The majority of Android repositories on GitHub are applications (63%), while Android Bench trends toward libraries (58%). Thanks to this shift, we can test LLMs against their ability to handle more restrictions, modularity, and architectural patterns.

To ensure a more balanced distribution of task complexities, we also broke them down based on changed lines of code. Nearly half the set (46%) consists of small changes under 27 lines, followed by 33% that are between 27 and 136 lines, and the remaining 21% that exceed 136 lines.

Across the benchmark, the median task size is 32 changed lines, with the largest single change reaching 435 lines.


The Android Bench test harness

To facilitate the execution of the benchmark, Android Bench uses a modified version of the SWE Bench test harness. It runs in two parts: an Inference Agent and a Patch Verifier.

  1. The Inference Agent combines the mini SWE agent with a custom Docker image that can build and run Android projects and a base prompt for Android development.
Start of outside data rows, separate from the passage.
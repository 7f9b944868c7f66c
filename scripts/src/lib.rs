//! Scripts for deploying and initializing a vault & its yield-farming strategy.

#![deny(missing_docs)]
#![deny(clippy::missing_docs_in_private_items)]

pub mod artifacts;
pub mod chain;
pub mod cli;
mod commands;
pub mod constants;
pub mod deployments;
pub mod errors;
mod solidity;
pub mod types;
pub mod utils;
//! Type definitions used throughout the scripts

use alloy::{
    primitives::{utils::parse_ether, Address, Bytes, U256},
    sol_types::{SolCall, SolValue},
};

use crate::{
    cli::{DeployStrategyArgs, StrategyArgs, VaultArgs},
    errors::ScriptError,
    solidity::IReaperStrategy,
    utils::parse_address,
};

/// Gas parameters attached to every transaction a script sends
#[derive(Clone, Copy, Debug, PartialEq, Eq)]
pub struct TxOptions {
    /// The gas price, in wei
    pub gas_price: u128,
    /// The gas limit
    pub gas_limit: u64,
}

/// The constructor arguments of the vault contract
#[derive(Clone, Debug, PartialEq, Eq)]
pub struct VaultParams {
    /// The token the vault accepts deposits in
    pub want: Address,
    /// The name of the vault's share token
    pub token_name: String,
    /// The symbol of the vault's share token
    pub token_symbol: String,
    /// The deposit fee, in basis points
    pub deposit_fee: U256,
    /// The TVL cap, scaled to 18 decimals
    pub tvl_cap: U256,
}

impl VaultParams {
    /// The number of arguments the vault constructor takes
    pub const NUM_CONSTRUCTOR_ARGS: usize = 5;

    /// ABI-encode the constructor arguments, to be appended to the creation code
    pub fn constructor_args(&self) -> Vec<u8> {
        (
            self.want,
            self.token_name.clone(),
            self.token_symbol.clone(),
            self.deposit_fee,
            self.tvl_cap,
        )
            .abi_encode_params()
    }
}

impl TryFrom<&VaultArgs> for VaultParams {
    type Error = ScriptError;

    fn try_from(args: &VaultArgs) -> Result<Self, Self::Error> {
        let tvl_cap = parse_ether(&args.tvl_cap)
            .map_err(|e| ScriptError::CalldataConstruction(e.to_string()))?;

        Ok(VaultParams {
            want: parse_address(&args.want)?,
            token_name: args.token_name.clone(),
            token_symbol: args.token_symbol.clone(),
            deposit_fee: U256::from(args.deposit_fee),
            tvl_cap,
        })
    }
}

/// The initializer arguments of the strategy contract
#[derive(Clone, Debug, PartialEq, Eq)]
pub struct StrategyParams {
    /// The vault the strategy reports to
    pub vault: Address,
    /// The addresses receiving fees, treasury first
    pub fee_remitters: Vec<Address>,
    /// The strategists allowed to manage the strategy
    pub strategists: Vec<Address>,
    /// The token the strategy farms with
    pub want: Address,
    /// The id of the farm pool
    pub pool_id: U256,
}

impl StrategyParams {
    /// Build the strategy parameters for the given vault & want token
    pub fn new(vault: Address, want: Address, args: &StrategyArgs) -> Result<Self, ScriptError> {
        let fee_remitters =
            vec![parse_address(&args.treasury)?, parse_address(&args.payment_splitter)?];
        let strategists = args
            .strategists
            .iter()
            .map(|s| parse_address(s))
            .collect::<Result<Vec<_>, _>>()?;

        Ok(StrategyParams {
            vault,
            fee_remitters,
            strategists,
            want,
            pool_id: U256::from(args.pool_id),
        })
    }

    /// Build the strategy parameters from the `deploy-strategy` arguments,
    /// with the vault address already resolved
    pub fn from_args(vault: Address, args: &DeployStrategyArgs) -> Result<Self, ScriptError> {
        StrategyParams::new(vault, parse_address(&args.want)?, &args.strategy)
    }

    /// Prepare calldata for the strategy's `initialize` method
    pub fn initialize_calldata(&self) -> Vec<u8> {
        IReaperStrategy::initializeCall {
            _vault: self.vault,
            _feeRemitters: self.fee_remitters.clone(),
            _strategists: self.strategists.clone(),
            _want: self.want,
            _poolId: self.pool_id,
        }
        .abi_encode()
    }
}

/// ABI-encode the constructor arguments of an ERC-1967 proxy, which calls
/// `implementation` with `init_data` in the same transaction
pub fn proxy_constructor_args(implementation: Address, init_data: Vec<u8>) -> Vec<u8> {
    (implementation, Bytes::from(init_data)).abi_encode_params()
}

/// The addresses produced by a proxy deployment
#[derive(Clone, Copy, Debug, PartialEq, Eq)]
pub struct ProxyDeployment {
    /// The proxy, which is the address users interact with
    pub proxy: Address,
    /// The implementation the proxy delegates to
    pub implementation: Address,
}

#[cfg(test)]
mod tests {
    use super::*;
    use crate::constants::{
        DEFAULT_PAYMENT_SPLITTER_ADDRESS, DEFAULT_STRATEGIST_ADDRESSES, DEFAULT_TREASURY_ADDRESS,
        DEFAULT_WANT_ADDRESS,
    };

    fn vault_args() -> VaultArgs {
        VaultArgs {
            want: DEFAULT_WANT_ADDRESS.to_string(),
            token_name: "FTM-UST Excalibur Crypt".to_string(),
            token_symbol: "rf-EXC-V1-FTM-UST".to_string(),
            deposit_fee: 0,
            tvl_cap: "2000".to_string(),
        }
    }

    fn strategy_args() -> StrategyArgs {
        StrategyArgs {
            treasury: DEFAULT_TREASURY_ADDRESS.to_string(),
            payment_splitter: DEFAULT_PAYMENT_SPLITTER_ADDRESS.to_string(),
            strategists: DEFAULT_STRATEGIST_ADDRESSES
                .iter()
                .map(|s| s.to_string())
                .collect(),
            pool_id: 2,
        }
    }

    #[test]
    fn test_vault_params_scale_tvl_cap() {
        let params = VaultParams::try_from(&vault_args()).unwrap();

        let expected_cap = U256::from(2000u64) * U256::from(10u64).pow(U256::from(18u64));
        assert_eq!(params.tvl_cap, expected_cap);
        assert_eq!(params.deposit_fee, U256::ZERO);
        assert_eq!(params.want, DEFAULT_WANT_ADDRESS.parse::<Address>().unwrap());
    }

    #[test]
    fn test_vault_params_invalid_want() {
        let mut args = vault_args();
        args.want = "0x1234".to_string();

        let err = VaultParams::try_from(&args).unwrap_err();
        assert!(matches!(err, ScriptError::CalldataConstruction(_)));
    }

    #[test]
    fn test_vault_params_invalid_tvl_cap() {
        let mut args = vault_args();
        args.tvl_cap = "two thousand".to_string();

        let err = VaultParams::try_from(&args).unwrap_err();
        assert!(matches!(err, ScriptError::CalldataConstruction(_)));
    }

    #[test]
    fn test_vault_constructor_args_pass_through() {
        let params = VaultParams::try_from(&vault_args()).unwrap();
        let encoded = params.constructor_args();

        let (want, name, symbol, fee, cap) =
            <(Address, String, String, U256, U256)>::abi_decode_params(&encoded).unwrap();
        assert_eq!(want, params.want);
        assert_eq!(name, "FTM-UST Excalibur Crypt");
        assert_eq!(symbol, "rf-EXC-V1-FTM-UST");
        assert_eq!(fee, params.deposit_fee);
        assert_eq!(cap, params.tvl_cap);
    }

    #[test]
    fn test_strategy_initialize_calldata_pass_through() {
        let vault = Address::repeat_byte(0xaa);
        let want = DEFAULT_WANT_ADDRESS.parse::<Address>().unwrap();
        let params = StrategyParams::new(vault, want, &strategy_args()).unwrap();

        let call =
            IReaperStrategy::initializeCall::abi_decode(&params.initialize_calldata()).unwrap();
        assert_eq!(call._vault, vault);
        assert_eq!(
            call._feeRemitters,
            vec![
                DEFAULT_TREASURY_ADDRESS.parse::<Address>().unwrap(),
                DEFAULT_PAYMENT_SPLITTER_ADDRESS.parse::<Address>().unwrap(),
            ]
        );
        assert_eq!(call._strategists.len(), 3);
        assert_eq!(
            call._strategists[2],
            DEFAULT_STRATEGIST_ADDRESSES[2].parse::<Address>().unwrap()
        );
        assert_eq!(call._want, want);
        assert_eq!(call._poolId, U256::from(2u64));
    }

    #[test]
    fn test_strategy_params_invalid_strategist() {
        let mut args = strategy_args();
        args.strategists.push("not-an-address".to_string());

        let err = StrategyParams::new(Address::ZERO, Address::ZERO, &args).unwrap_err();
        assert!(matches!(err, ScriptError::CalldataConstruction(_)));
    }

    #[test]
    fn test_proxy_constructor_args() {
        let implementation = Address::repeat_byte(0x11);
        let init_data = vec![0xde, 0xad, 0xbe, 0xef];

        let encoded = proxy_constructor_args(implementation, init_data.clone());
        let (decoded_impl, decoded_data) =
            <(Address, Bytes)>::abi_decode_params(&encoded).unwrap();
        assert_eq!(decoded_impl, implementation);
        assert_eq!(decoded_data.to_vec(), init_data);
    }
}
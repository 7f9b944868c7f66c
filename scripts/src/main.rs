use clap::Parser;
use crypt_scripts::{cli::Cli, errors::ScriptError, utils::setup_client};
use tracing_subscriber::{fmt, prelude::*, EnvFilter};

#[tokio::main]
async fn main() -> Result<(), ScriptError> {
    let cli = Cli::parse();

    // Logs go to stderr, leaving stdout for the deployed addresses
    tracing_subscriber::registry()
        .with(fmt::layer().with_writer(std::io::stderr))
        .with(EnvFilter::from_default_env())
        .init();

    let client = setup_client(
        &cli.priv_key,
        &cli.rpc_url,
        cli.confirmations,
        cli.tx_timeout(),
    )
    .await?;

    let context = cli.context();
    cli.command.run(&client, &context).await
}
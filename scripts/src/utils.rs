//! Utilities for the deploy scripts.

use std::{str::FromStr, time::Duration};

use alloy::{
    primitives::Address,
    providers::{DynProvider, Provider, ProviderBuilder},
    signers::local::PrivateKeySigner,
    transports::http::reqwest::Url,
};
use tracing::info;

use crate::{chain::RpcClient, errors::ScriptError};

/// Sets up the RPC client with which the scripts send transactions, signing
/// with the given private key.
///
/// Fetches the chain ID so that an unreachable node fails here rather than
/// midway through a deployment.
pub async fn setup_client(
    priv_key: &str,
    rpc_url: &str,
    confirmations: u64,
    tx_timeout: Option<Duration>,
) -> Result<RpcClient, ScriptError> {
    let signer = PrivateKeySigner::from_str(priv_key)
        .map_err(|e| ScriptError::ClientInitialization(e.to_string()))?;
    let deployer = signer.address();

    let url = Url::parse(rpc_url).map_err(|e| ScriptError::ClientInitialization(e.to_string()))?;
    let provider = ProviderBuilder::new().wallet(signer).connect_http(url);

    let chain_id = provider
        .get_chain_id()
        .await
        .map_err(|e| ScriptError::ClientInitialization(e.to_string()))?;
    info!("Connected to chain {chain_id} as {deployer}");

    Ok(RpcClient::new(
        DynProvider::new(provider),
        confirmations,
        tx_timeout,
    ))
}

/// Parse a hex-encoded address given on the command line or read from a file
pub fn parse_address(address: &str) -> Result<Address, ScriptError> {
    Address::from_str(address)
        .map_err(|e| ScriptError::CalldataConstruction(format!("invalid address {address}: {e}")))
}

#[cfg(test)]
mod tests {
    use super::*;

    #[test]
    fn test_parse_address_accepts_mixed_case() {
        let address = parse_address("0x66402fdF9CF83Cdd54bfBB231162eEdA1B611925").unwrap();
        assert_eq!(
            address,
            parse_address("0x66402fdf9cf83cdd54bfbb231162eeda1b611925").unwrap()
        );
    }

    #[test]
    fn test_parse_address_rejects_short_input() {
        let err = parse_address("0x66402f").unwrap_err();
        assert!(err.to_string().contains("0x66402f"));
    }
}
Running the agent produces patch files that are then passed to the Patch Verifier.

  2. The Patch Verifier takes those patches, adds them to the codebase, and executes the test suite. It then outputs the data required to assign a score to the execution.

The test harness is available in our GitHub organization, allowing anyone to independently recreate and verify the benchmark results, or to use the test harness for executing your own tasks.

For full transparency, we have published the experimental settings and environment configurations used to obtain the benchmark results. This allows researchers and developers to independently recreate and verify our findings, or to use the test harness for executing their own tasks.


Task sourcing and filtering

Tasks came from two pipelines. The first pipeline automated finding pull requests that could become tasks. We filtered all the pull requests to ensure they met the following criteria:

  • Originated from a popular Android repository—that is, have at least 500 stars on GitHub
  • Contained tests
  • Were marked as fixing an issue in the repository
  • Only included changes from the last 3 years

These filters reduced the set of pull requests to task candidates. Task candidates passed through two different human reviews.

  • The first review was for quality assurance. Reviewers checked pull requests to ensure code compiled with and without the patch generated by the LLMs, had enough context in the description, and didn't include changes that were not mentioned in the description. They also assigned a "difficulty" rating to the task, estimating how long it would take to write the code for the task without LLM assistance.
  • A subject matter expert reviewed those tasks that passed quality assurance to ensure each one was sufficiently complex and related to Android development.
Figure: pull request selection funnel

Due to the filtering of pull requests, some good potential candidates were excluded before making it to the human review. This was because they were missing either tests or an associated issue. In such cases, we created a prompt for the pull request or added tests where needed, allowing for additional tasks to be included in the final evaluation. After enrichment, the tasks went through the same subject matter expert review process.

To make sure the dataset was representative of the original collection of all pull requests as we applied these filters, we tracked additional dimensions such as:

  • The programming language the project was written in
  • The number of modules in the project
  • Whether the project was an app or a library
  • If the project contained UI elements, and whether it was written using Compose or Views
  • The number of files and lines of code changed

Analysis of those dimensions confirmed that our dataset maintains good coverage across the ecosystem. We tended to select more complex repositories—especially libraries and projects using Jetpack Compose—to ensure we are testing against up-to-date architectural standards. Conversely, the specific tasks we selected tend to be simpler and more focused (involved fewer line changes), mirroring the small, atomic pull requests with targeted fixes.